Some book club members are taking part in Kent Libraries’ Six Book Challenge, which incentivises readers with a certificate and small gifts if they read six books. Kent librarians now recognise that reading through pictures rather than words is a valid approach. Participating in a book club in the library means that members can be drawn into other community activities. For example, in Dover, the library and community cafe are in a complex called the Discovery Centre, and the Discovery book club last week spent the first 10 minutes of its session adding to the voices of what the people of Dover like and do not like about their town, and helping to think about what its £1 million lottery grant should be spent on. The co-leader of this book club is a volunteer who himself has a learning disability.
There is still much to learn, particularly about how to support networks to become more self-sustaining, how to develop book clubs that integrate with other book clubs and link to other community activities, and how to include even more excluded individuals and reach particular populations, such as those in prison, in education in special schools or with special needs in mainstream schools.
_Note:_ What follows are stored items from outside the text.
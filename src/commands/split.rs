use anyhow::Result;
use chrono::Utc;
use tracing::{info, warn};

use crate::cli::SplitArgs;
use crate::detect::PageOutcome;
use crate::model::{SegmentRecord, SplitRunManifest};
use crate::pdf::split::{plan_segments, validate_output_pattern, write_segments};
use crate::util::{
    ensure_directory, now_utc_string, sha256_file, utc_compact_string, write_json_pretty,
};

use super::{build_detector, collect_tool_versions, detection_settings, render_input, thread_pool};

pub fn run(args: SplitArgs) -> Result<()> {
    let started_ts = Utc::now();
    let started_at = now_utc_string();
    let run_id = format!("split-{}", utc_compact_string(started_ts));

    info!(input = %args.input_pdf.display(), run_id = %run_id, "starting split");

    validate_output_pattern(&args.output_pattern)?;
    ensure_directory(&args.output_dir)?;

    let detector = build_detector(&args.detection)?;
    let input = render_input(&args.input_pdf, &args.detection)?;
    let page_count = input.pages.len();

    let pool = thread_pool(args.detection.jobs)?;
    let report = pool.install(|| detector.scan(&input.pages));
    drop(input.pages);

    let mut warnings = Vec::new();
    for (index, outcome) in report.outcomes.iter().enumerate() {
        if let PageOutcome::Degraded { reason } = outcome {
            warn!(page = index + 1, reason = %reason, "page recognition degraded");
            warnings.push(format!("page {} recognition degraded: {}", index + 1, reason));
        }
    }

    let segments = plan_segments(&report.boundaries, page_count);
    let written = if segments.is_empty() {
        warn!("no split points found, no files written");
        warnings.push("no split points found".to_string());
        Vec::new()
    } else {
        if let Some(first) = report.boundaries.first().filter(|&&first| first > 0) {
            warn!(pages = first, "pages before the first split point are not written");
        }
        write_segments(
            &input.document,
            &segments,
            &args.output_dir,
            &args.output_pattern,
        )?
    };

    if let Some(manifest_path) = &args.manifest_path {
        let manifest = SplitRunManifest {
            manifest_version: 1,
            run_id,
            started_at,
            completed_at: now_utc_string(),
            input_pdf: args.input_pdf.display().to_string(),
            input_sha256: sha256_file(&args.input_pdf)?,
            page_count,
            settings: detection_settings(&args.detection, &detector),
            boundaries: report.boundaries.clone(),
            degraded_pages: report.degraded_pages(),
            segments: segments
                .iter()
                .zip(&written)
                .map(|(segment, path)| SegmentRecord {
                    index: segment.index,
                    first_page: segment.start + 1,
                    last_page: segment.end,
                    page_count: segment.page_count(),
                    output_path: path.display().to_string(),
                })
                .collect(),
            tool_versions: collect_tool_versions(&args.detection),
            warnings,
        };
        write_json_pretty(manifest_path, &manifest)?;
        info!(path = %manifest_path.display(), "wrote split manifest");
    }

    info!(files = written.len(), "split completed");
    Ok(())
}
use anyhow::{Result, bail};
use tracing::{info, warn};

use crate::cli::ToolsArgs;
use crate::detect::engine::installed_languages;
use crate::util::tool_version;

pub fn run(args: ToolsArgs) -> Result<()> {
    let mut missing = Vec::new();

    match tool_version(&args.pdftoppm_bin, &["-v"]) {
        Some(version) => {
            info!(program = %args.pdftoppm_bin, version = %version, "renderer available")
        }
        None => {
            warn!(program = %args.pdftoppm_bin, "renderer missing");
            missing.push(args.pdftoppm_bin.clone());
        }
    }

    match tool_version(&args.tesseract_bin, &["--version"]) {
        Some(version) => info!(
            program = %args.tesseract_bin,
            version = %version,
            "recognition engine available"
        ),
        None => {
            warn!(program = %args.tesseract_bin, "recognition engine missing");
            missing.push(args.tesseract_bin.clone());
        }
    }

    if let Some(languages) = installed_languages(&args.tesseract_bin) {
        if languages.iter().any(|language| language == &args.lang) {
            info!(
                language = %args.lang,
                installed = languages.len(),
                "recognition language installed"
            );
        } else {
            warn!(
                language = %args.lang,
                installed = %languages.join(","),
                "recognition language not installed"
            );
            missing.push(format!("{} traineddata", args.lang));
        }
    }

    if !missing.is_empty() {
        bail!("missing external tools: {}", missing.join(", "));
    }

    info!("all external tools available");
    Ok(())
}
//! Page-boundary detection: decides, per rendered page, whether it starts a
//! new "LIQUIDACIÓN PROVISIONAL" statement.
//!
//! Header crops are preprocessed and recognized under several segmentation
//! modes, the union of the text is tested against the pattern set, and a
//! full-page pass runs when the header finds nothing. Any recognition trouble
//! degrades to "not a boundary" for that page only.

use clap::ValueEnum;

pub mod diagnostics;
pub mod engine;
pub mod patterns;
pub mod preprocess;
pub mod recognition;
pub mod regions;
pub mod scanner;
#[cfg(test)]
mod tests;

pub use diagnostics::DebugTrace;
pub use engine::{RecognitionEngine, SegmentationMode, TesseractEngine};
pub use patterns::{PatternSet, PatternTable};
pub use recognition::RecognitionPlan;
pub use scanner::{BoundaryDetector, DetectionPass, PageOutcome, ScanReport};

pub const DEFAULT_LANGUAGE: &str = "spa";

#[derive(Debug, Clone)]
pub struct DetectorConfig {
    pub language: String,
    pub header_plan: RecognitionPlan,
    pub fullpage_mode: SegmentationMode,
    pub fallback_policy: FallbackPolicy,
}

impl Default for DetectorConfig {
    fn default() -> Self {
        Self {
            language: DEFAULT_LANGUAGE.to_string(),
            header_plan: RecognitionPlan::default(),
            fullpage_mode: SegmentationMode::FullyAutomatic,
            fallback_policy: FallbackPolicy::Always,
        }
    }
}

/// When the full-page pass runs after the header pass found nothing.
#[derive(Copy, Clone, Debug, Eq, PartialEq, ValueEnum)]
pub enum FallbackPolicy {
    Always,
    /// Only when header tokens resemble the marker.
    Suspicious,
    Never,
}

impl FallbackPolicy {
    pub fn as_str(self) -> &'static str {
        match self {
            Self::Always => "always",
            Self::Suspicious => "suspicious",
            Self::Never => "never",
        }
    }

    /// Whether a page whose header produced `header_text` gets a full-page pass.
    pub fn should_run(self, header_text: &str) -> bool {
        match self {
            Self::Always => true,
            Self::Suspicious => diagnostics::looks_suspicious(header_text),
            Self::Never => false,
        }
    }
}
Although book clubs are free to the members, there are costs involved in recruiting, training and supporting volunteers, as well as in covering the cost of the Disclosure and Barring Service. Who are these volunteers and what do they get out of the experience? The Kent Libraries Time2Give volunteering programme has been invaluable in terms of recruiting suitable volunteers for work within the libraries, and a grant-funded project manager. The grant has enabled the librarians and volunteers to attend a half-day training course on how to read books without words in a group and how to set up a book club.
Volunteers have come from a variety of backgrounds and routes, including existing volunteers within the current volunteering scheme who were interested in finding out about these particular book clubs.
As might be expected, people who already have an interest and positive regard for people with disabilities have volunteered, too. They are all people who want to be more involved in their local community and have enjoyed the challenge of setting up something new and finding out what works. Their satisfaction is high when group members are having fun and learning. One volunteer was recently thanked with a huge smile and gentle touch to her arm by a man who does not speak; it was a much cherished moment for her. But they are also given positive encouragement by other casual library users, who see the groups as they are passing through. There is an added value of greater positive visibility for people who are often marginalised. Does the Minister agree that children and adults with learning disabilities could benefit hugely from our growing recognition of community libraries as hubs for information and learning with the additional help of volunteers? Could he suggest other ways in which volunteers could help to improve access to library services for people with learning disabilities and other non-traditional library users?